The 93rd Regiment Indiana Infantry was an American infantry regiment that was organized at Madison, Indianapolis and New Albany, Indiana, August 16 to October 31, 1862, during the Civil War. The regiment marched out of Indiana for Memphis, Tennessee, on November 9, 1862, attached to the 5th Brigade, 13th Army Corps. By August, 1865 it was attached to the 1st Brigade, 1st Division, 16th Army Corps, Military Division West Mississippi.

==Service==
The regiment was primarily on guard duty until March 1863. It then marched off to meet up with other contingents to join in the siege of Vicksburg, May 18–July 4. From there it advanced on Jackson, Mississippi, on the 4th and took part in the siege of Jackson, July 10–17. After its participation in this battle, it was moved to Memphis, Tennessee, for provost duty until May 1864.

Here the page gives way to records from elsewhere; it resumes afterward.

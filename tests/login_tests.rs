mod common;

#[cfg(test)]
pub mod login_tests {
    use std::sync::{Arc, Mutex};

    use futures::FutureExt;

    use super::common::*;

    use portal::api::ApiReply;
    use portal::common::ApiError;
    use portal::models::FieldId;
    use portal::services::*;

    fn flow(
        api: &ScriptedApi,
        store: &RecordingStore,
        nav: &RecordingNavigator,
    ) -> LoginFlow<ScriptedApi, RecordingStore, RecordingNavigator> {
        LoginFlow::new(api.clone(), store.clone(), nav.clone())
    }

    #[tokio::test]
    async fn test_login_success_stores_token_and_navigates_once() {
        let api = ScriptedApi::new();
        api.login_reply(200, token_body("abc"));
        let store = RecordingStore::default();
        let nav = RecordingNavigator::default();

        let outcome = flow(&api, &store, &nav)
            .submit(credentials("ada@example.com", "secret"))
            .await;

        assert_eq!(outcome, SubmitOutcome::Succeeded);
        assert_eq!(store.writes(), vec![("token".to_string(), "abc".to_string())]);
        assert_eq!(nav.visited(), vec![Route::Dashboard]);
        assert_eq!(
            api.login_calls(),
            vec![credentials("ada@example.com", "secret")]
        );
    }

    #[tokio::test]
    async fn test_login_rejection_shows_server_message() {
        let api = ScriptedApi::new();
        api.login_reply(401, message_body("Invalid credentials"));
        let store = RecordingStore::default();
        let nav = RecordingNavigator::default();

        let outcome = flow(&api, &store, &nav)
            .submit(credentials("ada@example.com", "wrong"))
            .await;

        assert_eq!(outcome.error_text(), Some("Invalid credentials"));
        assert!(nav.visited().is_empty());
        assert!(store.writes().is_empty());
    }

    #[tokio::test]
    async fn test_login_rejection_without_message_uses_fallback() {
        let api = ScriptedApi::new();
        api.login_reply(500, Default::default());
        let store = RecordingStore::default();
        let nav = RecordingNavigator::default();

        let outcome = flow(&api, &store, &nav)
            .submit(credentials("ada@example.com", "secret"))
            .await;

        assert_eq!(outcome, SubmitOutcome::Failed(LOGIN_FALLBACK.to_string()));
        assert_eq!(LOGIN_FALLBACK, "Login failed.");
    }

    #[tokio::test]
    async fn test_login_transport_failure_uses_fallback() {
        for error in [
            ApiError::Network("connection refused".into()),
            ApiError::MalformedBody("expected value at line 1".into()),
        ] {
            let api = ScriptedApi::new();
            api.login_step(Step::Ready(Err(error)));
            let store = RecordingStore::default();
            let nav = RecordingNavigator::default();

            let outcome = flow(&api, &store, &nav)
                .submit(credentials("ada@example.com", "secret"))
                .await;

            assert_eq!(outcome.error_text(), Some("Login failed."));
            assert!(nav.visited().is_empty());
        }
    }

    #[tokio::test]
    async fn test_login_success_without_token_is_a_failure() {
        let api = ScriptedApi::new();
        api.login_reply(200, Default::default());
        let store = RecordingStore::default();
        let nav = RecordingNavigator::default();

        let outcome = flow(&api, &store, &nav)
            .submit(credentials("ada@example.com", "secret"))
            .await;

        assert_eq!(outcome.error_text(), Some("Login failed."));
        assert!(store.writes().is_empty());
        assert!(nav.visited().is_empty());
    }

    #[tokio::test]
    async fn test_login_storage_failure_does_not_navigate() {
        let api = ScriptedApi::new();
        api.login_reply(200, token_body("abc"));
        let store = RecordingStore::read_only();
        let nav = RecordingNavigator::default();

        let outcome = flow(&api, &store, &nav)
            .submit(credentials("ada@example.com", "secret"))
            .await;

        assert_eq!(outcome.error_text(), Some("Login failed."));
        assert!(nav.visited().is_empty());
    }

    #[tokio::test]
    async fn test_login_blank_fields_never_reach_the_network() {
        let api = ScriptedApi::new();
        let store = RecordingStore::default();
        let nav = RecordingNavigator::default();

        let outcome = flow(&api, &store, &nav)
            .submit(credentials("ada@example.com", ""))
            .await;

        assert_eq!(outcome, SubmitOutcome::Invalid(vec![FieldId::Password]));
        assert!(api.login_calls().is_empty());
    }

    #[tokio::test]
    async fn test_login_whitespace_password_is_sent_as_typed() {
        let api = ScriptedApi::new();
        api.login_reply(401, message_body("Invalid credentials"));
        let store = RecordingStore::default();
        let nav = RecordingNavigator::default();

        let outcome = flow(&api, &store, &nav)
            .submit(credentials("a@b.co", "   "))
            .await;

        assert_eq!(outcome.error_text(), Some("Invalid credentials"));
        assert_eq!(api.login_calls(), vec![credentials("a@b.co", "   ")]);
    }

    #[tokio::test]
    async fn test_login_second_submit_while_in_flight_is_ignored() {
        let api = ScriptedApi::new();
        let release = api.hold_login();
        let store = RecordingStore::default();
        let nav = RecordingNavigator::default();
        let login = flow(&api, &store, &nav);

        let first = login.submit(credentials("ada@example.com", "secret"));
        futures::pin_mut!(first);
        assert!(first.as_mut().now_or_never().is_none());
        assert!(login.gate().is_busy());

        let second = login
            .submit(credentials("ada@example.com", "secret"))
            .await;
        assert_eq!(second, SubmitOutcome::AlreadySubmitting);
        assert_eq!(api.login_calls().len(), 1);

        release.send(Ok(ApiReply::new(200, token_body("abc")))).unwrap();
        assert_eq!(first.await, SubmitOutcome::Succeeded);
        assert!(!login.gate().is_busy());
        assert_eq!(nav.visited(), vec![Route::Dashboard]);
    }

    #[tokio::test]
    async fn test_login_busy_flag_reported_around_each_attempt() {
        let phases = Arc::new(Mutex::new(Vec::new()));
        let sink = phases.clone();
        let gate = SubmitGate::observed(move |phase| sink.lock().unwrap().push(phase));

        let api = ScriptedApi::new();
        api.login_reply(401, message_body("Invalid credentials"));
        api.login_reply(200, token_body("abc"));
        let store = RecordingStore::default();
        let nav = RecordingNavigator::default();
        let login = flow(&api, &store, &nav).with_gate(gate);

        login.submit(credentials("ada@example.com", "wrong")).await;
        login.submit(credentials("ada@example.com", "secret")).await;

        assert_eq!(
            *phases.lock().unwrap(),
            vec![
                SubmitPhase::Submitting,
                SubmitPhase::Idle,
                SubmitPhase::Submitting,
                SubmitPhase::Idle,
            ]
        );
    }

    #[tokio::test]
    async fn test_login_reply_after_unmount_is_dropped() {
        let api = ScriptedApi::new();
        let release = api.hold_login();
        let store = RecordingStore::default();
        let nav = RecordingNavigator::default();
        let login = flow(&api, &store, &nav);

        let pending = login.submit(credentials("ada@example.com", "secret"));
        futures::pin_mut!(pending);
        assert!(pending.as_mut().now_or_never().is_none());

        login.scope().cancel();
        let _ = release.send(Ok(ApiReply::new(200, token_body("abc"))));

        assert_eq!(pending.await, SubmitOutcome::Abandoned);
        assert!(store.writes().is_empty());
        assert!(nav.visited().is_empty());
        assert!(!login.gate().is_busy());
    }
}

The regiment continued with expeditions through Mississippi until June 10 when it fought in the Battle of Brice's Cross Roads or Tishamingo Creek near Guntown. It moved through Arkansas and Missouri in pursuit of retreating Confederate forces. It then saw action in the Battle of Nashville from December 15–16 and pursued Confederate commander Gen. Hood to the Tennessee River. It was sent to Vicksburg and then New Orleans for light duties for some time after this.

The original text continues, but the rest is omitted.